↓↓↓
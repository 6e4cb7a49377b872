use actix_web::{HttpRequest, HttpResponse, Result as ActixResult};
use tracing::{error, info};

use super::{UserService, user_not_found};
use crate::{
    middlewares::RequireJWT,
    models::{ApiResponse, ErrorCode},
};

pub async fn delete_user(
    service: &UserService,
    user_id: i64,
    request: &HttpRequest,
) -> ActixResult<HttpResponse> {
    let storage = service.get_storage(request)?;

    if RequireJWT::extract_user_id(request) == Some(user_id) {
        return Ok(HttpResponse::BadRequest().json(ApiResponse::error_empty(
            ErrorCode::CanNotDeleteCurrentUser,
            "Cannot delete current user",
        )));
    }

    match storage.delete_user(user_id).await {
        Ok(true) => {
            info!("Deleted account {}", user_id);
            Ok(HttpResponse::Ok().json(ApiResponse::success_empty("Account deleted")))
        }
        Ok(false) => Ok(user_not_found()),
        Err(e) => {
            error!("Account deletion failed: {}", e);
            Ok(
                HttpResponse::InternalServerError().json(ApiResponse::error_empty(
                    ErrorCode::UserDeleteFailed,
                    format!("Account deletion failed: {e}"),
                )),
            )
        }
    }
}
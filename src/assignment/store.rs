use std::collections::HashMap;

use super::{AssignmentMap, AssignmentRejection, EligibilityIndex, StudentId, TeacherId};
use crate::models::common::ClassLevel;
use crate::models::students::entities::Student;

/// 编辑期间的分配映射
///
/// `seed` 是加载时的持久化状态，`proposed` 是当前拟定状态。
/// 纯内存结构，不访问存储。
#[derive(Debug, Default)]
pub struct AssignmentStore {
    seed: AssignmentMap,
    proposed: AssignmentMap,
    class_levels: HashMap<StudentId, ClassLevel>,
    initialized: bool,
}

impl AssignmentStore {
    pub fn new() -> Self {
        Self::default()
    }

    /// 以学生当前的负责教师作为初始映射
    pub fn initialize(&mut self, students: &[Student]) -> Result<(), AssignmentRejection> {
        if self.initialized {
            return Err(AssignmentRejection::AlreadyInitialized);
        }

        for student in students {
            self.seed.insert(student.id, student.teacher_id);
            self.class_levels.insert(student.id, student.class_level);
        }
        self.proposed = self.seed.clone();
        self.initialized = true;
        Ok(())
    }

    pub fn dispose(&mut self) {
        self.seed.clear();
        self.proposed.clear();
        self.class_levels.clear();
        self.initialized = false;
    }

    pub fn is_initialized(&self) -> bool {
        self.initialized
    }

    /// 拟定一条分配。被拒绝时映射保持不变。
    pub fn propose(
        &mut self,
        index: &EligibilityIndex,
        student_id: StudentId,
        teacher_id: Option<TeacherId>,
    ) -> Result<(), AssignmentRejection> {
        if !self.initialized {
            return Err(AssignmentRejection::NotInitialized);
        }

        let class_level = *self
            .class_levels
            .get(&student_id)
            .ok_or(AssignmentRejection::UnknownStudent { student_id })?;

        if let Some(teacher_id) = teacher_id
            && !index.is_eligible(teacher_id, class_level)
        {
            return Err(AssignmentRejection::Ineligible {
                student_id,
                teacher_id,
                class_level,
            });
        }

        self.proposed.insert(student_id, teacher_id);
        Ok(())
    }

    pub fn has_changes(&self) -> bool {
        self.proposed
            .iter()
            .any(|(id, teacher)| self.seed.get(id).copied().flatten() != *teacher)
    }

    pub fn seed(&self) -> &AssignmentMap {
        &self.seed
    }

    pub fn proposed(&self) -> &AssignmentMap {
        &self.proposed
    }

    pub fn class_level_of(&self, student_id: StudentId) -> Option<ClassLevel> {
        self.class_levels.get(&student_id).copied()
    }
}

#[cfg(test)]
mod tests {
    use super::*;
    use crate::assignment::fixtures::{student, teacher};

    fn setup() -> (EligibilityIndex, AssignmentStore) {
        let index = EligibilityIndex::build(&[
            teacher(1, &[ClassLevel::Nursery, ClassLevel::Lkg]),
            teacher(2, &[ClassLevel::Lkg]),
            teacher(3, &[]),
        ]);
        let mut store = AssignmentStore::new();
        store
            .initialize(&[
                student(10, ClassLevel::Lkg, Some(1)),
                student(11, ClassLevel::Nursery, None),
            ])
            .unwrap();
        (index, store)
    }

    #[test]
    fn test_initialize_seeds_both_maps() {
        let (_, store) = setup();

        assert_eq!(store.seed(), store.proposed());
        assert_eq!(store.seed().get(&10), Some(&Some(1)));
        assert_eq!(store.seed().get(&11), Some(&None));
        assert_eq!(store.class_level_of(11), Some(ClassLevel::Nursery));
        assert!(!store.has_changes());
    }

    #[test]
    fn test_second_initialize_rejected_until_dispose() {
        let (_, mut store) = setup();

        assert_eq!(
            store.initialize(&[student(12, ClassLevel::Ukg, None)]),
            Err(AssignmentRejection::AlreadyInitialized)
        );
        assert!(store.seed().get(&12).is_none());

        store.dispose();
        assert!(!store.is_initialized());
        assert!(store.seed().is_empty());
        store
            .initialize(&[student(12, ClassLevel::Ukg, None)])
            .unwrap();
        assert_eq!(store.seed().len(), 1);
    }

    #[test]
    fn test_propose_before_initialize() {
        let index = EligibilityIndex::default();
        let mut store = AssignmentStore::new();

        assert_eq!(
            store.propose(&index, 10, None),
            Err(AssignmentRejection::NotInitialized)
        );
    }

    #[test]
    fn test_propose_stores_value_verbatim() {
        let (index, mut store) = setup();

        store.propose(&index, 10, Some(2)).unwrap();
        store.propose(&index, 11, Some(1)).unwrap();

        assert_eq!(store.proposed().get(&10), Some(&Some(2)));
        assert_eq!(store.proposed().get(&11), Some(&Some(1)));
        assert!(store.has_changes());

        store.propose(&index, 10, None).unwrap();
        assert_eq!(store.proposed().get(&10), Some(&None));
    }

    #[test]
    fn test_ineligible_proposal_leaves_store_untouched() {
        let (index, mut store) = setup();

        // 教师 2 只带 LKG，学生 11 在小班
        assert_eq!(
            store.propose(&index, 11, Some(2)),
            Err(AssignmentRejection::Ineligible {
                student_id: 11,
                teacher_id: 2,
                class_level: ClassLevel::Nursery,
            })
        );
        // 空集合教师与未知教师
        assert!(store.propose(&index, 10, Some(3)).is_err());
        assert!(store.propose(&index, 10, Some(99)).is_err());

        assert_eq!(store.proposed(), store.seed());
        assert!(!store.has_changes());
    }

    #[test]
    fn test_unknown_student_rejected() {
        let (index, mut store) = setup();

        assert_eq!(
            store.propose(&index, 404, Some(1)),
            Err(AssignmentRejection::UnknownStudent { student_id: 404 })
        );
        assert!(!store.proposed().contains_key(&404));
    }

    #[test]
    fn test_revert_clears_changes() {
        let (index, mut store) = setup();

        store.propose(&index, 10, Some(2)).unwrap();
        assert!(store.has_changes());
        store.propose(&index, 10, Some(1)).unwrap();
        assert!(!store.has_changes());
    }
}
↑↑↑
• **WORK TO COMPLETE**:
Give all of the entries again, word for word.

• **SOLUTION BELOW**:
repository 6e4cb7a49377b872
use actix_web::{HttpRequest, HttpResponse, Result as ActixResult};
use tracing::{error, info};

use super::{UserService, user_not_found};
use crate::{
    middlewares::RequireJWT,
    models::{ApiResponse, ErrorCode},
};

pub async fn delete_user(
    service: &UserService,
    user_id: i64,
    request: &HttpRequest,
) -> ActixResult<HttpResponse> {
    let storage = service.get_storage(request)?;

    if RequireJWT::extract_user_id(request) == Some(user_id) {
        return Ok(HttpResponse::BadRequest().json(ApiResponse::error_empty(
            ErrorCode::CanNotDeleteCurrentUser,
            "Cannot delete current user",
        )));
    }

    match storage.delete_user(user_id).await {
        Ok(true) => {
            info!("Deleted account {}", user_id);
            Ok(HttpResponse::Ok().json(ApiResponse::success_empty("Account deleted")))
        }
        Ok(false) => Ok(user_not_found()),
        Err(e) => {
            error!("Account deletion failed: {}", e);
            Ok(
                HttpResponse::InternalServerError().json(ApiResponse::error_empty(
                    ErrorCode::UserDeleteFailed,
                    format!("Account deletion failed: {e}"),
                )),
            )
        }
    }
}
filename src/assignment/store.rs
use std::collections::HashMap;

use super::{AssignmentMap, AssignmentRejection, EligibilityIndex, StudentId, TeacherId};
use crate::models::common::ClassLevel;
use crate::models::students::entities::Student;

/// 编辑期间的分配映射
///
/// `seed` 是加载时的持久化状态，`proposed` 是当前拟定状态。
/// 纯内存结构，不访问存储。
#[derive(Debug, Default)]
pub struct AssignmentStore {
    seed: AssignmentMap,
    proposed: AssignmentMap,
    class_levels: HashMap<StudentId, ClassLevel>,
    initialized: bool,
}

impl AssignmentStore {
    pub fn new() -> Self {
        Self::default()
    }

    /// 以学生当前的负责教师作为初始映射
    pub fn initialize(&mut self, students: &[Student]) -> Result<(), AssignmentRejection> {
        if self.initialized {
            return Err(AssignmentRejection::AlreadyInitialized);
        }

        for student in students {
            self.seed.insert(student.id, student.teacher_id);
            self.class_levels.insert(student.id, student.class_level);
        }
        self.proposed = self.seed.clone();
        self.initialized = true;
        Ok(())
    }

    pub fn dispose(&mut self) {
        self.seed.clear();
        self.proposed.clear();
        self.class_levels.clear();
        self.initialized = false;
    }

    pub fn is_initialized(&self) -> bool {
        self.initialized
    }

    /// 拟定一条分配。被拒绝时映射保持不变。
    pub fn propose(
        &mut self,
        index: &EligibilityIndex,
        student_id: StudentId,
        teacher_id: Option<TeacherId>,
    ) -> Result<(), AssignmentRejection> {
        if !self.initialized {
            return Err(AssignmentRejection::NotInitialized);
        }

        let class_level = *self
            .class_levels
            .get(&student_id)
            .ok_or(AssignmentRejection::UnknownStudent { student_id })?;

        if let Some(teacher_id) = teacher_id
            && !index.is_eligible(teacher_id, class_level)
        {
            return Err(AssignmentRejection::Ineligible {
                student_id,
                teacher_id,
                class_level,
            });
        }

        self.proposed.insert(student_id, teacher_id);
        Ok(())
    }

    pub fn has_changes(&self) -> bool {
        self.proposed
            .iter()
            .any(|(id, teacher)| self.seed.get(id).copied().flatten() != *teacher)
    }

    pub fn seed(&self) -> &AssignmentMap {
        &self.seed
    }

    pub fn proposed(&self) -> &AssignmentMap {
        &self.proposed
    }

    pub fn class_level_of(&self, student_id: StudentId) -> Option<ClassLevel> {
        self.class_levels.get(&student_id).copied()
    }
}

#[cfg(test)]
mod tests {
    use super::*;
    use crate::assignment::fixtures::{student, teacher};

    fn setup() -> (EligibilityIndex, AssignmentStore) {
        let index = EligibilityIndex::build(&[
            teacher(1, &[ClassLevel::Nursery, ClassLevel::Lkg]),
            teacher(2, &[ClassLevel::Lkg]),
            teacher(3, &[]),
        ]);
        let mut store = AssignmentStore::new();
        store
            .initialize(&[
                student(10, ClassLevel::Lkg, Some(1)),
                student(11, ClassLevel::Nursery, None),
            ])
            .unwrap();
        (index, store)
    }

    #[test]
    fn test_initialize_seeds_both_maps() {
        let (_, store) = setup();

        assert_eq!(store.seed(), store.proposed());
        assert_eq!(store.seed().get(&10), Some(&Some(1)));
        assert_eq!(store.seed().get(&11), Some(&None));
        assert_eq!(store.class_level_of(11), Some(ClassLevel::Nursery));
        assert!(!store.has_changes());
    }

    #[test]
    fn test_second_initialize_rejected_until_dispose() {
        let (_, mut store) = setup();

        assert_eq!(
            store.initialize(&[student(12, ClassLevel::Ukg, None)]),
            Err(AssignmentRejection::AlreadyInitialized)
        );
        assert!(store.seed().get(&12).is_none());

        store.dispose();
        assert!(!store.is_initialized());
        assert!(store.seed().is_empty());
        store
            .initialize(&[student(12, ClassLevel::Ukg, None)])
            .unwrap();
        assert_eq!(store.seed().len(), 1);
    }

    #[test]
    fn test_propose_before_initialize() {
        let index = EligibilityIndex::default();
        let mut store = AssignmentStore::new();

        assert_eq!(
            store.propose(&index, 10, None),
            Err(AssignmentRejection::NotInitialized)
        );
    }

    #[test]
    fn test_propose_stores_value_verbatim() {
        let (index, mut store) = setup();

        store.propose(&index, 10, Some(2)).unwrap();
        store.propose(&index, 11, Some(1)).unwrap();

        assert_eq!(store.proposed().get(&10), Some(&Some(2)));
        assert_eq!(store.proposed().get(&11), Some(&Some(1)));
        assert!(store.has_changes());

        store.propose(&index, 10, None).unwrap();
        assert_eq!(store.proposed().get(&10), Some(&None));
    }

    #[test]
    fn test_ineligible_proposal_leaves_store_untouched() {
        let (index, mut store) = setup();

        // 教师 2 只带 LKG，学生 11 在小班
        assert_eq!(
            store.propose(&index, 11, Some(2)),
            Err(AssignmentRejection::Ineligible {
                student_id: 11,
                teacher_id: 2,
                class_level: ClassLevel::Nursery,
            })
        );
        // 空集合教师与未知教师
        assert!(store.propose(&index, 10, Some(3)).is_err());
        assert!(store.propose(&index, 10, Some(99)).is_err());

        assert_eq!(store.proposed(), store.seed());
        assert!(!store.has_changes());
    }

    #[test]
    fn test_unknown_student_rejected() {
        let (index, mut store) = setup();

        assert_eq!(
            store.propose(&index, 404, Some(1)),
            Err(AssignmentRejection::UnknownStudent { student_id: 404 })
        );
        assert!(!store.proposed().contains_key(&404));
    }

    #[test]
    fn test_revert_clears_changes() {
        let (index, mut store) = setup();

        store.propose(&index, 10, Some(2)).unwrap();
        assert!(store.has_changes());
        store.propose(&index, 10, Some(1)).unwrap();
        assert!(!store.has_changes());
    }
}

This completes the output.